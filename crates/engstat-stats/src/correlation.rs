//! Pairwise Pearson correlation
//!
//! Keeps `sum_x`, `sum_x2` per column and a dense `sum_xy` matrix, so
//! memory is O(n²) in the number of columns and every row costs O(n²)
//! updates. That quadratic cost is the scaling limit for wide tables.
//!
//! Every sum is taken over values shifted by the first accepted row.
//! Pearson's r does not change under a shift, and shifting keeps
//! `count * sum_x2 - sum_x^2` from cancelling away the spread of columns
//! whose mean is large next to their deviation, such as epoch timestamps.

use ndarray::{Array1, Array2};
use serde::{Deserialize, Serialize};

use crate::error::{StatsError, StatsResult};

/// Relative spread of the shifted sums below which a column is constant
const CONSTANT_TOLERANCE: f64 = 64.0 * f64::EPSILON;

/// Streaming accumulator for a full correlation matrix
#[derive(Debug, Clone)]
pub struct CorrelationAccumulator {
    columns: Vec<String>,
    count: u64,
    /// Rows dropped for holding a NaN or an infinity
    missing: u64,
    /// First accepted row, subtracted from every value
    shift: Option<Array1<f64>>,
    sum_x: Array1<f64>,
    sum_x2: Array1<f64>,
    /// Accumulated per ordered pair; the diagonal is never written
    sum_xy: Array2<f64>,
}

impl CorrelationAccumulator {
    /// Create an accumulator over the named columns
    pub fn new(columns: Vec<String>) -> Self {
        let n = columns.len();
        Self {
            columns,
            count: 0,
            missing: 0,
            shift: None,
            sum_x: Array1::zeros(n),
            sum_x2: Array1::zeros(n),
            sum_xy: Array2::zeros((n, n)),
        }
    }

    /// Number of columns
    pub fn width(&self) -> usize {
        self.columns.len()
    }

    /// Rows accumulated so far
    pub fn count(&self) -> u64 {
        self.count
    }

    /// Rows dropped because a value was NaN or infinite
    pub fn missing(&self) -> u64 {
        self.missing
    }

    /// Add one row; `values[i]` belongs to column `i`
    ///
    /// A row with a NaN or an infinity in any column is dropped as a whole.
    pub fn add_row(&mut self, values: &[f64]) -> StatsResult<()> {
        let n = self.width();
        if values.len() != n {
            return Err(StatsError::ArityMismatch {
                expected: n,
                actual: values.len(),
            });
        }

        if values.iter().any(|x| !x.is_finite()) {
            self.missing += 1;
            return Ok(());
        }

        let shift = self
            .shift
            .get_or_insert_with(|| Array1::from(values.to_vec()));
        let shifted: Vec<f64> = values.iter().zip(shift.iter()).map(|(x, k)| x - k).collect();

        self.count += 1;
        for (i, &x) in shifted.iter().enumerate() {
            self.sum_x[i] += x;
            self.sum_x2[i] += x * x;
            for (j, &y) in shifted.iter().enumerate() {
                if i != j {
                    self.sum_xy[[i, j]] += x * y;
                }
            }
        }
        Ok(())
    }

    /// Compute the correlation matrix
    ///
    /// Constant columns correlate 0 with everything else; the diagonal is
    /// always 1.
    pub fn finalize(self) -> CorrelationMatrix {
        let n = self.width();
        let count = self.count as f64;

        let spread: Vec<f64> = (0..n)
            .map(|i| {
                let scale = count * self.sum_x2[i];
                let radicand = scale - self.sum_x[i] * self.sum_x[i];
                // Rounding can leave a constant column slightly positive
                if !(radicand > CONSTANT_TOLERANCE * scale.abs()) {
                    0.0
                } else {
                    radicand.sqrt()
                }
            })
            .collect();

        let mut values = vec![vec![0.0; n]; n];
        for i in 0..n {
            for j in 0..n {
                values[i][j] = if i == j {
                    1.0
                } else {
                    let denominator = spread[i] * spread[j];
                    if denominator == 0.0 {
                        0.0
                    } else {
                        (count * self.sum_xy[[i, j]] - self.sum_x[i] * self.sum_x[j]) / denominator
                    }
                };
            }
        }

        CorrelationMatrix {
            columns: self.columns,
            count: self.count,
            missing: self.missing,
            values,
        }
    }
}

/// Finalized Pearson correlation matrix
#[derive(Debug, Clone, PartialEq, Serialize, Deserialize)]
pub struct CorrelationMatrix {
    /// Column names, in matrix order
    pub columns: Vec<String>,
    /// Number of rows the matrix was computed from
    pub count: u64,
    /// Rows dropped for holding a NaN or an infinity
    pub missing: u64,
    /// Row-major coefficients
    pub values: Vec<Vec<f64>>,
}

impl CorrelationMatrix {
    /// Coefficient between columns `i` and `j`
    pub fn get(&self, i: usize, j: usize) -> Option<f64> {
        self.values.get(i)?.get(j).copied()
    }

    /// Coefficient between two named columns
    pub fn get_by_name(&self, a: &str, b: &str) -> Option<f64> {
        let i = self.columns.iter().position(|c| c == a)?;
        let j = self.columns.iter().position(|c| c == b)?;
        self.get(i, j)
    }

    /// Matrix rows
    pub fn rows(&self) -> &[Vec<f64>] {
        &self.values
    }

    /// Number of columns
    pub fn len(&self) -> usize {
        self.columns.len()
    }

    pub fn is_empty(&self) -> bool {
        self.columns.is_empty()
    }
}
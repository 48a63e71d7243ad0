// Copyright (C) 2026 Michael Wilson <mike@mdwn.dev>
//
// This program is free software: you can redistribute it and/or modify it under
// the terms of the GNU General Public License as published by the Free Software
// Foundation, version 3.
//
// This program is distributed in the hope that it will be useful, but WITHOUT
// ANY WARRANTY; without even the implied warranty of MERCHANTABILITY or FITNESS
// FOR A PARTICULAR PURPOSE. See the GNU General Public License for more details.
//
// You should have received a copy of the GNU General Public License along with
// this program. If not, see <https://www.gnu.org/licenses/>.
//
use std::{error::Error, fmt, sync::Arc};

use parking_lot::Mutex;
use tracing::debug;

use crate::event::Event;

/// A mock device. Records everything it's asked to emit.
#[derive(Clone)]
pub struct Device {
    name: String,
    emitted: Arc<Mutex<Vec<Event>>>,
}

impl Device {
    /// Gets the given mock device.
    pub fn get(name: &str) -> Device {
        Device {
            name: name.to_string(),
            emitted: Arc::new(Mutex::new(Vec::new())),
        }
    }

    /// Gets every event emitted so far.
    pub fn emitted_events(&self) -> Vec<Event> {
        self.emitted.lock().clone()
    }

    /// Gets every event emitted so far as MIDI wire bytes.
    pub fn emitted_bytes(&self) -> Result<Vec<Vec<u8>>, Box<dyn Error>> {
        self.emitted.lock().iter().map(Event::to_bytes).collect()
    }

    /// Forgets the emitted events.
    pub fn reset_emitted_events(&self) {
        self.emitted.lock().clear();
    }
}

impl super::Device for Device {
    fn name(&self) -> String {
        self.name.clone()
    }

    fn emit(&self, events: &[Event]) -> Result<(), Box<dyn Error>> {
        // Reject what a real port would reject.
        for event in events {
            event.to_midi_event()?;
        }

        debug!(device = self.name, count = events.len(), "Emitting events (mock).");
        self.emitted.lock().extend_from_slice(events);
        Ok(())
    }
}

impl fmt::Display for Device {
    fn fmt(&self, f: &mut fmt::Formatter<'_>) -> fmt::Result {
        write!(f, "{} (Mock)", self.name)
    }
}

#[cfg(test)]
mod tests {
    use super::super::Device as _;
    use super::*;

    #[test]
    fn test_records_events() {
        let device = Device::get("mock");
        let events = [
            Event::NoteOn {
                note: 60,
                velocity: 100,
                channel: 0,
            },
            Event::NoteOff {
                note: 60,
                channel: 0,
            },
        ];
        device.emit(&events).unwrap();

        assert_eq!(device.emitted_events(), events.to_vec());
        assert_eq!(
            device.emitted_bytes().unwrap(),
            vec![vec![0x90, 60, 100], vec![0x80, 60, 0]]
        );

        device.reset_emitted_events();
        assert!(device.emitted_events().is_empty());
    }

    #[test]
    fn test_rejects_invalid_events() {
        let device = Device::get("mock");
        let result = device.emit(&[Event::NoteOff {
            note: 200,
            channel: 0,
        }]);
        assert!(result.is_err());
        assert!(device.emitted_events().is_empty());
    }
}
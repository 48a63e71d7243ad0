// Copyright (C) 2026 Michael Wilson <mike@mdwn.dev>
//
// This program is free software: you can redistribute it and/or modify it under
// the terms of the GNU General Public License as published by the Free Software
// Foundation, version 3.
//
// This program is distributed in the hope that it will be useful, but WITHOUT
// ANY WARRANTY; without even the implied warranty of MERCHANTABILITY or FITNESS
// FOR A PARTICULAR PURPOSE. See the GNU General Public License for more details.
//
// You should have received a copy of the GNU General Public License along with
// this program. If not, see <https://www.gnu.org/licenses/>.
//
use super::note::NoteNameError;
use crate::trigger::{TriggerKind, ValidationError};

/// Typed error for trigger file load/parse failures so callers can distinguish
/// e.g. file-not-found from validation errors without string matching.
#[derive(Debug, thiserror::Error)]
pub enum ConfigError {
    #[error("Config load/parse error: {0}")]
    Load(#[from] config::ConfigError),

    #[error("invalid {field} duration {value}: {reason}")]
    Duration {
        field: String,
        value: String,
        reason: String,
    },

    #[error("trigger {trigger}: invalid note: {source}")]
    Note {
        trigger: String,
        #[source]
        source: NoteNameError,
    },

    #[error("trigger {trigger}: {kind} triggers require {field}")]
    MissingField {
        trigger: String,
        kind: TriggerKind,
        field: &'static str,
    },

    #[error("trigger {trigger}: invalid region: {reason}")]
    Region { trigger: String, reason: String },

    #[error("invalid source: {0}")]
    Source(String),

    #[error(transparent)]
    Invalid(#[from] ValidationError),
}
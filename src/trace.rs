// Copyright (C) 2026 Michael Wilson <mike@mdwn.dev>
//
// This program is free software: you can redistribute it and/or modify it under
// the terms of the GNU General Public License as published by the Free Software
// Foundation, version 3.
//
// This program is distributed in the hope that it will be useful, but WITHOUT
// ANY WARRANTY; without even the implied warranty of MERCHANTABILITY or FITNESS
// FOR A PARTICULAR PURPOSE. See the GNU General Public License for more details.
//
// You should have received a copy of the GNU General Public License along with
// this program. If not, see <https://www.gnu.org/licenses/>.
//

//! Recorded detected values, replayed in place of a live sampler.
//!
//! A trace file lists frames in order. Each frame has a time (seconds or a duration
//! string) and the detected value of every trigger sampled in that frame:
//!
//! ```yaml
//! fps: 30
//! frames:
//!   - values: { Lamp: 150 }
//!   - time: 100ms
//!     values: { Lamp: 210, Sky: 80 }
//! ```
//!
//! Frames without a time are placed at `index / fps`.

use std::collections::HashMap;
use std::fs;
use std::path::Path;
use std::time::Duration;

use serde::Deserialize;
use thiserror::Error;

use crate::config::DurationValue;
use crate::trigger::Timestamp;

#[derive(Debug, Error)]
pub enum TraceError {
    #[error("unable to read trace: {0}")]
    Io(#[from] std::io::Error),

    #[error("unable to parse trace: {0}")]
    Parse(#[from] serde_yml::Error),

    #[error("frame {frame}: {reason}")]
    Time { frame: usize, reason: String },

    #[error("frame {frame} at {time:?} is earlier than the frame before it")]
    OutOfOrder { frame: usize, time: Timestamp },
}

#[derive(Deserialize)]
struct TraceFile {
    fps: Option<f64>,
    #[serde(default)]
    frames: Vec<FrameRecord>,
}

#[derive(Deserialize)]
struct FrameRecord {
    time: Option<DurationValue>,
    #[serde(default)]
    values: HashMap<String, f64>,
}

/// The detected values of a single frame.
#[derive(Clone, Debug, PartialEq)]
pub struct Frame {
    pub time: Timestamp,
    pub values: HashMap<String, f64>,
}

/// A sequence of frames with non-decreasing times.
#[derive(Clone, Debug, Default, PartialEq)]
pub struct Trace {
    frames: Vec<Frame>,
}

impl Trace {
    /// Reads a trace from a YAML file.
    pub fn load(path: &Path) -> Result<Trace, TraceError> {
        Trace::from_yaml(&fs::read_to_string(path)?)
    }

    /// Parses a trace from YAML.
    pub fn from_yaml(yaml: &str) -> Result<Trace, TraceError> {
        let file: TraceFile = serde_yml::from_str(yaml)?;

        let frame_period = match file.fps {
            Some(fps) if fps.is_finite() && fps > 0.0 => {
                Some(Duration::try_from_secs_f64(1.0 / fps).map_err(|e| TraceError::Time {
                    frame: 0,
                    reason: format!("fps {} gives an invalid frame period: {}", fps, e),
                })?)
            }
            _ => None,
        };

        let mut frames: Vec<Frame> = Vec::with_capacity(file.frames.len());
        for (index, record) in file.frames.into_iter().enumerate() {
            let time = match (&record.time, frame_period) {
                (Some(time), _) => time
                    .to_duration("time")
                    .map_err(|e| TraceError::Time {
                        frame: index,
                        reason: e.to_string(),
                    })?,
                (None, Some(period)) => u32::try_from(index)
                    .ok()
                    .and_then(|index| period.checked_mul(index))
                    .ok_or_else(|| TraceError::Time {
                        frame: index,
                        reason: "frame time is too large".to_string(),
                    })?,
                (None, None) => {
                    return Err(TraceError::Time {
                        frame: index,
                        reason: "a time is required when the trace has no fps".to_string(),
                    })
                }
            };

            if frames.last().is_some_and(|last| time < last.time) {
                return Err(TraceError::OutOfOrder { frame: index, time });
            }
            frames.push(Frame {
                time,
                values: record.values,
            });
        }

        Ok(Trace { frames })
    }

    /// Gets the frames in order.
    pub fn frames(&self) -> &[Frame] {
        &self.frames
    }

    /// Gets the time of the last frame.
    pub fn duration(&self) -> Timestamp {
        self.frames
            .last()
            .map(|frame| frame.time)
            .unwrap_or_default()
    }

    /// Gets the time one pass occupies when the trace is looped: the duration plus the gap
    /// between the last two frames.
    pub fn loop_length(&self) -> Timestamp {
        let gap = match self.frames.as_slice() {
            [.., previous, last] => last.time.saturating_sub(previous.time),
            _ => Duration::ZERO,
        };
        self.duration().saturating_add(gap)
    }
}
+-------+
■ **What the task requires**
Work out how many lines of the material above contain "TraceFile", then write that number alone.

■ **Finished exercise**
2